[Exercise aim]:
Tally the lines below containing "check" and report only the total.

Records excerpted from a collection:
+ + + + + + +

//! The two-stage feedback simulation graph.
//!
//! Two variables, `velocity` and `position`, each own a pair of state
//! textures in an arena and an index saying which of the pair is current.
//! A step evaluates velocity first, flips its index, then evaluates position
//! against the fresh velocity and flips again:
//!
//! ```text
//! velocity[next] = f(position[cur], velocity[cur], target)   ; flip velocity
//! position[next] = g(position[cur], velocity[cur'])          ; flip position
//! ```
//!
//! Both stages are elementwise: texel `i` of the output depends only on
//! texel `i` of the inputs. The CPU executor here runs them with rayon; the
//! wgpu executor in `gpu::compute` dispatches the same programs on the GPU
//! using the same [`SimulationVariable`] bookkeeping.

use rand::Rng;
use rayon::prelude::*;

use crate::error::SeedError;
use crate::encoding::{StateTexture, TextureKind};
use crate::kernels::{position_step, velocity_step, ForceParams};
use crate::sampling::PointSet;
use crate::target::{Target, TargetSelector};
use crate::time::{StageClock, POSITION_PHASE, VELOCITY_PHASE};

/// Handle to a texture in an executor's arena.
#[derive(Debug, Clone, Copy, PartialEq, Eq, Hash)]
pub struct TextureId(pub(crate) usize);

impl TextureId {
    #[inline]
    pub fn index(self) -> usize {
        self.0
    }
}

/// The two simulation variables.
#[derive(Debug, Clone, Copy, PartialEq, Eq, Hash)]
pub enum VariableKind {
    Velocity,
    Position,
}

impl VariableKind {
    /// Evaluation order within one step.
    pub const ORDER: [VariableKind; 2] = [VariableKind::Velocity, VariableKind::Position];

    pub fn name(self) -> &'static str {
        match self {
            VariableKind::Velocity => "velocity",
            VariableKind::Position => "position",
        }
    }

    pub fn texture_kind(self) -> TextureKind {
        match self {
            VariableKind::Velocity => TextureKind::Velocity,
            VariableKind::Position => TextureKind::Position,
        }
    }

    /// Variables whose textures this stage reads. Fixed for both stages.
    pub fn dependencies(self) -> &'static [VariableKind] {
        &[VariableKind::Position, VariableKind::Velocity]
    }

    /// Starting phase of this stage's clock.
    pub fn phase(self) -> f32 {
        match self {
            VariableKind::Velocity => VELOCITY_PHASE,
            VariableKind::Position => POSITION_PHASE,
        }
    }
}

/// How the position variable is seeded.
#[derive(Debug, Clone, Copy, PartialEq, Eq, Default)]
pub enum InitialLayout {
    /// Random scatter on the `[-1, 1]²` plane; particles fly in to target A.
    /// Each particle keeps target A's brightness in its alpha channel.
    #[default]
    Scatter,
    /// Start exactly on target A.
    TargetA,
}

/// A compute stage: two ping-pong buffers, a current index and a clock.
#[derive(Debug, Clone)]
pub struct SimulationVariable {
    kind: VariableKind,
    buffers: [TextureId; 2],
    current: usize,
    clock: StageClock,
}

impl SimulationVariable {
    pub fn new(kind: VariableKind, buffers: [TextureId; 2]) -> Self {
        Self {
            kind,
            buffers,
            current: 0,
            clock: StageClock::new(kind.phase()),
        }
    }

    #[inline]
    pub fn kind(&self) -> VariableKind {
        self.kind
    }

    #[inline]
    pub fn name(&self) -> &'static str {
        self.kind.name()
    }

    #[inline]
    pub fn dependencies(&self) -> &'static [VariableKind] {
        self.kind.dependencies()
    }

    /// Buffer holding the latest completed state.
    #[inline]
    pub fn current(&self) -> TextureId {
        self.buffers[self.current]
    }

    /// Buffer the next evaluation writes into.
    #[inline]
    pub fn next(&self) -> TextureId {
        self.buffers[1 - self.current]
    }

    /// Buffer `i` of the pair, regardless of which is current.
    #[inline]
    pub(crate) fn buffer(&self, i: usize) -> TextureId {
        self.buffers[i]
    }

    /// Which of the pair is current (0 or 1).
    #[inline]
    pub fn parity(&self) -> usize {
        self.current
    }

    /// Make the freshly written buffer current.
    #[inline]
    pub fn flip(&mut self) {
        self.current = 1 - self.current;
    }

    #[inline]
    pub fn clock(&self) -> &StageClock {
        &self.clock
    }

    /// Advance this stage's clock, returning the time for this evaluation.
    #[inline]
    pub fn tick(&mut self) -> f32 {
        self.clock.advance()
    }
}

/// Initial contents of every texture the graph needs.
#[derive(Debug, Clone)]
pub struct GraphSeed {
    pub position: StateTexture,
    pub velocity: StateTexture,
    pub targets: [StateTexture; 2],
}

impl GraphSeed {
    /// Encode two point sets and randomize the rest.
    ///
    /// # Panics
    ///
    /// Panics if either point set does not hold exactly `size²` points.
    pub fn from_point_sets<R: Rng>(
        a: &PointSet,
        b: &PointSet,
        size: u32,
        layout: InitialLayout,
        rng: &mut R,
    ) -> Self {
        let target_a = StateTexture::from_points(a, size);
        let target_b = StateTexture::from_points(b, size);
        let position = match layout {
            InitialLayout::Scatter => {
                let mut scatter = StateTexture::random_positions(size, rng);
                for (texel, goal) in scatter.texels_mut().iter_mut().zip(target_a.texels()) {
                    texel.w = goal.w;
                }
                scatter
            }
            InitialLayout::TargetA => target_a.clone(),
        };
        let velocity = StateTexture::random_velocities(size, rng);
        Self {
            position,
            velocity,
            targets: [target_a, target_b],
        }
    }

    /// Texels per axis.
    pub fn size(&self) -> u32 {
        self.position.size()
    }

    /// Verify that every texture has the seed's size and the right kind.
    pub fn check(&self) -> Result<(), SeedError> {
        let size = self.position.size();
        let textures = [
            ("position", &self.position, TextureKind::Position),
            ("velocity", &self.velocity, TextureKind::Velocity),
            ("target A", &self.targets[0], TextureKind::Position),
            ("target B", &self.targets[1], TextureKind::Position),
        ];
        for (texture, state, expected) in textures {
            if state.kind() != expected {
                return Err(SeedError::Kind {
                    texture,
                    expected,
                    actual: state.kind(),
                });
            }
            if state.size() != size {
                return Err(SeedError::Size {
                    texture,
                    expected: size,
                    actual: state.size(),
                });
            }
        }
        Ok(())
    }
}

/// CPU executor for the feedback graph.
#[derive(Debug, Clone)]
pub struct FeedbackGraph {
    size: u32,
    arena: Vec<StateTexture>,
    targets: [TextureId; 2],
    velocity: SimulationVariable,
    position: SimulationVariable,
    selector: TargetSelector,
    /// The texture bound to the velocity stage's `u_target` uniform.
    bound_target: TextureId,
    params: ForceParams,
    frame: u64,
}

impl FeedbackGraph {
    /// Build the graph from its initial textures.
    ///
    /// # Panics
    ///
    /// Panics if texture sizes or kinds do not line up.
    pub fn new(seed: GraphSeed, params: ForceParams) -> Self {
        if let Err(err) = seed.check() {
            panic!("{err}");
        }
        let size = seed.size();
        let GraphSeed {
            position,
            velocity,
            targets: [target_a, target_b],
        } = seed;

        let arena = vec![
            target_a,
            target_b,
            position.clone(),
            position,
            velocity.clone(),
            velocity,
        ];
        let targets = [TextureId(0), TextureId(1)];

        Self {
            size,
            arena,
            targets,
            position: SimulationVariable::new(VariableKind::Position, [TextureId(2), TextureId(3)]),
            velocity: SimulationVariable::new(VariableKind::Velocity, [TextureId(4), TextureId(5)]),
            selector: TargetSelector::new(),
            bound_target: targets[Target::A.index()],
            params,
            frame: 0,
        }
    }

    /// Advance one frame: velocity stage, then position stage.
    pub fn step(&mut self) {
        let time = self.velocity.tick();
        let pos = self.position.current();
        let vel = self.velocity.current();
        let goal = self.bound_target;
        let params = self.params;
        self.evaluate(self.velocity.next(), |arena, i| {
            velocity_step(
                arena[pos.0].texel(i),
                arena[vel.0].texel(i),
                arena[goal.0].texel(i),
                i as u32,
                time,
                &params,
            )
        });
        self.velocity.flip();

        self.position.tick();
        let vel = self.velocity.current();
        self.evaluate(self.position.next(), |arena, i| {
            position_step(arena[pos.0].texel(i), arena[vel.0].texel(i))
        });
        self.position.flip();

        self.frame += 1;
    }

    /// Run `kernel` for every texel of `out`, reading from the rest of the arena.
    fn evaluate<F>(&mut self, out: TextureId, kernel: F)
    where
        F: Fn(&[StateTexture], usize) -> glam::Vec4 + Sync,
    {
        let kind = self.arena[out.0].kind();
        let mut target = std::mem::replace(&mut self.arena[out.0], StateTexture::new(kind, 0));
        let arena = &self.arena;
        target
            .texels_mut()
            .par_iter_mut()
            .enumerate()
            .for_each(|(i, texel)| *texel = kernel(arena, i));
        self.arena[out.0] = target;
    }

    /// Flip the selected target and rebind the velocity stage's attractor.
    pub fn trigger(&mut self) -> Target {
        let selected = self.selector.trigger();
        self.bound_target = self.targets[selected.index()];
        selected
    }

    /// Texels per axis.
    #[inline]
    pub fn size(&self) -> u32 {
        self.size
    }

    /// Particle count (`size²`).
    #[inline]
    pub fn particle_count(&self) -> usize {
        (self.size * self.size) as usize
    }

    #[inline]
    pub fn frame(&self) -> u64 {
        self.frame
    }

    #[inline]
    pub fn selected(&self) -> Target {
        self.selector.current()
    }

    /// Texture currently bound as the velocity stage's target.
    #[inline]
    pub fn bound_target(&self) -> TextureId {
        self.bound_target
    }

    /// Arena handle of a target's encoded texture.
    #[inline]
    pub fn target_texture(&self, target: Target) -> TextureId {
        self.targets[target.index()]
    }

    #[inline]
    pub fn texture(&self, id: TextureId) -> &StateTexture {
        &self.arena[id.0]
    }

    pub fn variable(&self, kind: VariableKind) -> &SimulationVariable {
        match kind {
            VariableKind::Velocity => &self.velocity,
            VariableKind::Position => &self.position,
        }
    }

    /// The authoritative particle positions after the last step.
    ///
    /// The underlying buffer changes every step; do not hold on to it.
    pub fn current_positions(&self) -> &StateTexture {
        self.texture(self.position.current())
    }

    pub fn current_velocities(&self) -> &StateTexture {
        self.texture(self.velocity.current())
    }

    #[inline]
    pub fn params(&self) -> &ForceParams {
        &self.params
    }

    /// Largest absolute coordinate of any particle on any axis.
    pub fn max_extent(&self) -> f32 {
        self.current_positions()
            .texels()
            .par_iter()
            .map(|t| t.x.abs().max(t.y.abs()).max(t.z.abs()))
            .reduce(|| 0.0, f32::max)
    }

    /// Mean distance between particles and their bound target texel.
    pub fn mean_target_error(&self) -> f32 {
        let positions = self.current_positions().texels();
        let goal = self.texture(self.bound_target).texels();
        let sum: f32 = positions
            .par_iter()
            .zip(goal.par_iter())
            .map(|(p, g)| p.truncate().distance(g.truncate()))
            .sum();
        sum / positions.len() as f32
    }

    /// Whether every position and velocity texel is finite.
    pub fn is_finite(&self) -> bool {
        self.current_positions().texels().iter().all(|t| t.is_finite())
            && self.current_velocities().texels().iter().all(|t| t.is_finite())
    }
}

+ + + + + + +

[Result]:
2